Terrorism also has implications for the Great Waste Debate. Our reactors have for fifty years been piling up vast quantities of highly radioactive spent nuclear fuel. The question of what to do with it all takes on a new urgency. Do we ship it all to a central site like the one proposed for Yucca Mountain--and create a spectacular series of terrorist targets for years, turning trains and trucks of waste into what critics deride as "Mobile Chernobyl"? Or do we keep waste in vast pools on site at reactor complexes--in buildings so frail that David Lochbaum, a nuclear engineer with the Union of Concerned Scientists, says they could be pierced "by a Cessna"--and also keep producing more such waste every day?
There is no easy answer--which may explain such a sluggish and bleary-eyed response to potential terrorism against nuclear targets: the NRC and others are in denial.
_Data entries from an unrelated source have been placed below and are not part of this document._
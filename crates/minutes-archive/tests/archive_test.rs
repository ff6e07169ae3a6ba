// Copyright (C) 2025 SyncMyOrders Sp. z o.o.
// SPDX-License-Identifier: AGPL-3.0-or-later
//! Archive adapter against a mock server.

use std::time::Duration;

use serde_json::{Value, json};
use wiremock::matchers::{body_partial_json, header, method, path};
use wiremock::{Mock, MockServer, ResponseTemplate};

use minutes_archive::archive::ArchiveClient;
use minutes_archive::config::ArchiveApiSettings;
use minutes_archive::http::build_client;
use minutes_archive_core::collaborators::{ArchiveService, CaseRequest, DocumentFile, DocumentRequest};
use minutes_archive_core::config::Responsible;
use minutes_archive_core::error::RemoteError;

fn client(server: &MockServer) -> ArchiveClient {
    ArchiveClient::new(
        build_client(Duration::from_secs(5)).unwrap(),
        ArchiveApiSettings {
            api_url: server.uri(),
            access_token: "archive-token".to_string(),
            case_external_id_type: "SMART-motereferat".to_string(),
        },
    )
}

fn case_request() -> CaseRequest {
    CaseRequest {
        external_id: "SMART-LG-2025".to_string(),
        title: "Møtereferater - Ledergruppe - 2025".to_string(),
        responsible: Responsible::PersonEmail("leder@contoso.no".to_string()),
        access_code: None,
        access_group: None,
        paragraph: None,
    }
}

fn file(title: &str, extension: &str) -> DocumentFile {
    DocumentFile {
        title: title.to_string(),
        extension: extension.to_string(),
        base64: "AAAA".to_string(),
    }
}

async fn mount_method(server: &MockServer, archive_method: &str, response: Value, expect: u64) {
    Mock::given(method("POST"))
        .and(path("/archive"))
        .and(header("Authorization", "Bearer archive-token"))
        .and(body_partial_json(json!({"method": archive_method})))
        .respond_with(ResponseTemplate::new(200).set_body_json(response))
        .expect(expect)
        .mount(server)
        .await;
}

#[tokio::test]
async fn test_open_case_is_reused() {
    let server = MockServer::start().await;
    Mock::given(method("POST"))
        .and(path("/archive"))
        .and(body_partial_json(json!({
            "service": "CaseService",
            "method": "GetCases",
            "parameter": {"ExternalId": {"Id": "SMART-LG-2025", "Type": "SMART-motereferat"}}
        })))
        .respond_with(ResponseTemplate::new(200).set_body_json(json!([
            {"Recno": 10, "CaseNumber": "24/00010", "Status": "Avsluttet"},
            {"Recno": 11, "CaseNumber": "25/00011", "Status": "Under behandling"},
            {"Recno": 12, "CaseNumber": "25/00012", "Status": "Reservert"}
        ])))
        .expect(1)
        .mount(&server)
        .await;
    mount_method(&server, "CreateCase", json!({}), 0).await;

    let case = client(&server).find_or_create_case(&case_request()).await.unwrap();
    assert_eq!(case.recno, 11);
    assert_eq!(case.case_number, "25/00011");
    assert!(!case.created);
}

#[tokio::test]
async fn test_case_is_created_when_none_is_open() {
    let server = MockServer::start().await;
    mount_method(
        &server,
        "GetCases",
        json!([{"Recno": 10, "CaseNumber": "24/00010", "Status": "Avsluttet"}]),
        1,
    )
    .await;
    mount_method(&server, "CreateCase", json!({"Recno": 13, "CaseNumber": "25/00013"}), 1).await;

    let case = client(&server).find_or_create_case(&case_request()).await.unwrap();
    assert_eq!(case.case_number, "25/00013");
    assert!(case.created);

    let received = server.received_requests().await.unwrap();
    let create: Value = received[1].body_json().unwrap();
    assert_eq!(create["parameter"]["CaseType"], "Sak");
    assert_eq!(create["parameter"]["Status"], "B");
    assert_eq!(create["parameter"]["ResponsiblePersonEmail"], "leder@contoso.no");
    assert_eq!(
        create["parameter"]["ExternalId"],
        json!({"Id": "SMART-LG-2025", "Type": "SMART-motereferat"})
    );
}

#[tokio::test]
async fn test_case_lookup_must_return_array() {
    let server = MockServer::start().await;
    mount_method(&server, "GetCases", json!({"Message": "nope"}), 1).await;

    let err = client(&server).find_or_create_case(&case_request()).await.unwrap_err();
    assert!(matches!(err, RemoteError::UnexpectedResponse(_)));
}

#[tokio::test]
async fn test_count_filed_documents() {
    let server = MockServer::start().await;
    mount_method(
        &server,
        "GetDocuments",
        json!([
            {"DocumentNumber": "25/00011-1", "StatusCode": "J", "CaseNumber": "25/00011"},
            {"DocumentNumber": "25/00011-2", "StatusCode": "A", "CaseNumber": "25/00011"},
            {"DocumentNumber": "25/00011-3", "StatusCode": "R", "CaseNumber": "25/00011"},
            {"DocumentNumber": "25/00099-1", "StatusCode": "J", "CaseNumber": "25/00099"}
        ]),
        1,
    )
    .await;

    let count = client(&server)
        .count_filed_documents("Møtereferat - Ledergruppe - 15.01.2025", "25/00011")
        .await
        .unwrap();
    assert_eq!(count, 2);
}

#[tokio::test]
async fn test_file_document_payload() {
    let server = MockServer::start().await;
    mount_method(
        &server,
        "CreateDocument",
        json!({"Recno": 500, "DocumentNumber": "25/00011-4"}),
        1,
    )
    .await;

    let request = DocumentRequest {
        case_number: "25/00011".to_string(),
        title: "Møtereferat - Ledergruppe - 15.01.2025 - Etterarkivering".to_string(),
        document_date: "2025-01-15".to_string(),
        responsible: Responsible::EnterpriseRecno(200016),
        access_code: None,
        access_group: "Alle".to_string(),
        paragraph: None,
        files: vec![
            file("Møtereferat - Ledergruppe - 15.01.2025", "pdf"),
            file("vedlegg.PDF", "PDF"),
            file("budsjett.xlsx", "xlsx"),
            file("skisse.sketch", "sketch"),
        ],
    };
    let document = client(&server).file_document(&request).await.unwrap();
    assert_eq!(document.recno, 500);
    assert_eq!(document.document_number, "25/00011-4");

    let received = server.received_requests().await.unwrap();
    let sent: Value = received[0].body_json().unwrap();
    assert_eq!(sent["service"], "DocumentService");
    let parameter = &sent["parameter"];
    assert_eq!(parameter["AccessCode"], "U");
    assert_eq!(parameter["AccessGroup"], "Alle");
    assert_eq!(parameter["Paragraph"], "");
    assert_eq!(parameter["Archive"], "Saksdokument");
    assert_eq!(parameter["Status"], "J");
    assert_eq!(parameter["Title"], request.title);
    assert_eq!(parameter["UnofficialTitle"], request.title);
    assert_eq!(parameter["ResponsibleEnterpriseRecno"], 200016);

    let files = parameter["Files"].as_array().unwrap();
    assert_eq!(files.len(), 4);
    assert_eq!(files[0]["Format"], "PDF");
    assert_eq!(files[0]["VersionFormat"], "A");
    assert_eq!(files[1]["Format"], "PDF");
    assert_eq!(files[1]["VersionFormat"], "P");
    assert_eq!(files[2]["Format"], "XLSX");
    assert_eq!(files[2]["VersionFormat"], Value::Null);
    assert_eq!(files[3]["Format"], "UF");
    assert!(files.iter().all(|f| f["Status"] == "F"));
}

#[tokio::test]
async fn test_file_document_requires_document_number() {
    let server = MockServer::start().await;
    mount_method(&server, "CreateDocument", json!({"Recno": 500}), 1).await;

    let request = DocumentRequest {
        case_number: "25/00011".to_string(),
        title: "Møtereferat".to_string(),
        document_date: "2025-01-15".to_string(),
        responsible: Responsible::EnterpriseRecno(200016),
        access_code: Some("13".to_string()),
        access_group: "Alle".to_string(),
        paragraph: Some("Offl. § 13".to_string()),
        files: vec![file("Møtereferat", "pdf")],
    };
    let err = client(&server).file_document(&request).await.unwrap_err();
    assert!(matches!(err, RemoteError::UnexpectedResponse(_)));
}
Not so long ago, they were arguing that terrorism was not a very scientific probability, and that terrorists had a moral impediment against taking life on a mass scale. So much for that. But if terrorism is real, then a clear-eyed view would suggest nuclear power is done for.
Nuclear power had been previously discredited on environmental grounds, on public safety grounds and even on financial grounds--don't be fooled, it's immensely costly, even with the public paying for both waste disposal and liability insurance. This week, nuclear power was also discredited on grounds of national security. A country that has nuclear power plants, it turns out, has handed over to "the enemy" a quasi-nuclear military capability.
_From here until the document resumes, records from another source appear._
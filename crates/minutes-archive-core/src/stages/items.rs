// Copyright (C) 2025 SyncMyOrders Sp. z o.o.
// SPDX-License-Identifier: AGPL-3.0-or-later
//! `setMeetingItemsToArchived`: write the document number back to every item.
//!
//! Confirmed items accumulate in the slot's `info` across attempts, so a
//! retry only re-submits the items that are still unresolved.

use std::sync::Arc;

use async_trait::async_trait;
use serde::{Deserialize, Serialize};
use serde_json::{Map, Value};
use tracing::{info, warn};

use super::{ArchiveResult, Stage, StageFailure, StageOutput, prerequisite};
use crate::batch::{self, BatchRequest, BatchTransport, FailedItem, FinishedItem};
use crate::config::{ArenaConfig, pretty_date};
use crate::error::StageError;
use crate::flow::JobName;
use crate::model::{Meeting, PublishFlag};
use crate::schema::columns;

#[derive(Debug, Clone, PartialEq, Serialize, Deserialize)]
#[serde(rename_all = "camelCase")]
pub struct ItemsArchivedResult {
    pub finished_items: Vec<FinishedItem>,
}

/// Accounting carried between attempts.
#[derive(Debug, Clone, Default, PartialEq, Serialize, Deserialize)]
#[serde(rename_all = "camelCase", default)]
pub struct ItemsArchivedInfo {
    pub batch_requests: Vec<Vec<BatchRequest>>,
    pub finished_items: Vec<FinishedItem>,
    pub failed_items: Vec<FailedItem>,
}

pub struct SetMeetingItemsToArchived {
    transport: Arc<dyn BatchTransport>,
}

impl SetMeetingItemsToArchived {
    pub fn new(transport: Arc<dyn BatchTransport>) -> Self {
        Self { transport }
    }
}

fn previous_info(meeting: &Meeting) -> Result<ItemsArchivedInfo, StageError> {
    let info = meeting
        .archive_flow_status
        .job(JobName::SetMeetingItemsToArchived)
        .and_then(|slot| slot.info.clone());
    match info {
        Some(value) => serde_json::from_value(value)
            .map_err(|e| StageError::InvalidData(format!("stored batch accounting is unreadable: {e}"))),
        None => Ok(ItemsArchivedInfo::default()),
    }
}

fn to_value(info: &ItemsArchivedInfo) -> Option<Value> {
    serde_json::to_value(info).ok()
}

#[async_trait]
impl Stage for SetMeetingItemsToArchived {
    fn job(&self) -> JobName {
        JobName::SetMeetingItemsToArchived
    }

    async fn run(&self, meeting: &Meeting, _arena: &ArenaConfig) -> Result<StageOutput, StageFailure> {
        let archived: ArchiveResult = prerequisite(meeting, JobName::ArchiveMeeting)?;
        let archived_at = meeting
            .archive_flow_status
            .job(JobName::ArchiveMeeting)
            .and_then(|slot| slot.finished_timestamp)
            .ok_or_else(|| StageError::MissingPrerequisite {
                job: JobName::ArchiveMeeting,
                reason: "job has no finished timestamp".to_string(),
            })?;

        let mut info = previous_info(meeting)?;
        let requested = meeting.item_ids();
        let pending = batch::unresolved(&requested, &info.finished_items);

        if pending.is_empty() {
            info!("All items already updated");
            let result = ItemsArchivedResult {
                finished_items: info.finished_items,
            };
            return Ok(StageOutput::new(&result)?);
        }

        let mut fields = Map::new();
        fields.insert(
            columns::ARCHIVE_STATUS.to_string(),
            Value::from(format!("Arkivert - {}", pretty_date(archived_at.date_naive()))),
        );
        fields.insert(
            columns::DOCUMENT_NUMBER.to_string(),
            Value::from(archived.document_number.clone()),
        );
        fields.insert(
            columns::RE_ARCHIVE.to_string(),
            Value::from(PublishFlag::No.as_str()),
        );

        info!(pending = pending.len(), total = requested.len(), "Updating items in source list");
        let outcome = batch::reconcile(self.transport.as_ref(), &meeting.list_info, &pending, &fields)
            .await
            .map_err(|e| StageError::InvalidData(e.to_string()))?;

        batch::merge_finished(&mut info.finished_items, outcome.finished_items);
        info.batch_requests = outcome.batch_requests;
        info.failed_items = outcome.failed_items;

        let unresolved = batch::unresolved(&requested, &info.finished_items);
        if !unresolved.is_empty() {
            warn!(unresolved = unresolved.len(), "Some items were not updated");
            return Err(StageFailure {
                error: StageError::PartialBatch { unresolved },
                info: to_value(&info),
            });
        }

        let result = ItemsArchivedResult {
            finished_items: info.finished_items.clone(),
        };
        let output = StageOutput::new(&result)?;
        Ok(match to_value(&info) {
            Some(value) => output.with_info(value),
            None => output,
        })
    }
}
We get 20 percent of our electricity from our fleet of enormously expensive and dangerous reactors. Regardless of what our vice president may think, through better energy efficiency and conservation alone we could reduce energy demand to the point of not needing any of those plants--of not even noticing that they had been shut down. The Rocky Mountain Institute, a prominent think-tank on energy matters, argues that "up to 75 percent of the electricity used in the United States today could be saved with energy efficiency measures that cost less than the electricity itself."
Given that our national will and purpose are now being mobilized, does anyone doubt that, properly channeled, we could succeed in this? Or that along the way we could also establish wind power, solar power and hydrogen fuel cells--and in so doing, completely wean ourselves from the oil of the Middle East? Surely this--and not open-ended war against every nation that has ever stamped bin Laden's passport--is the path to real victory and national security. After all, as Lochbaum of the Union of Concerned Scientists noted, no one this week is calling his colleagues in the alternative energy sectors to ask about terrorist threats to windmills.
In the meantime, we can follow France's lead and post National Guardsmen around all nuclear facilities. We can restore the NRC's compulsory security drills, and make them even more demanding. Hey, we can even consider anti-aircraft emplacements at each power plant. And we can see how safe that makes us feel when the White House starts trying to punish Afghanistan.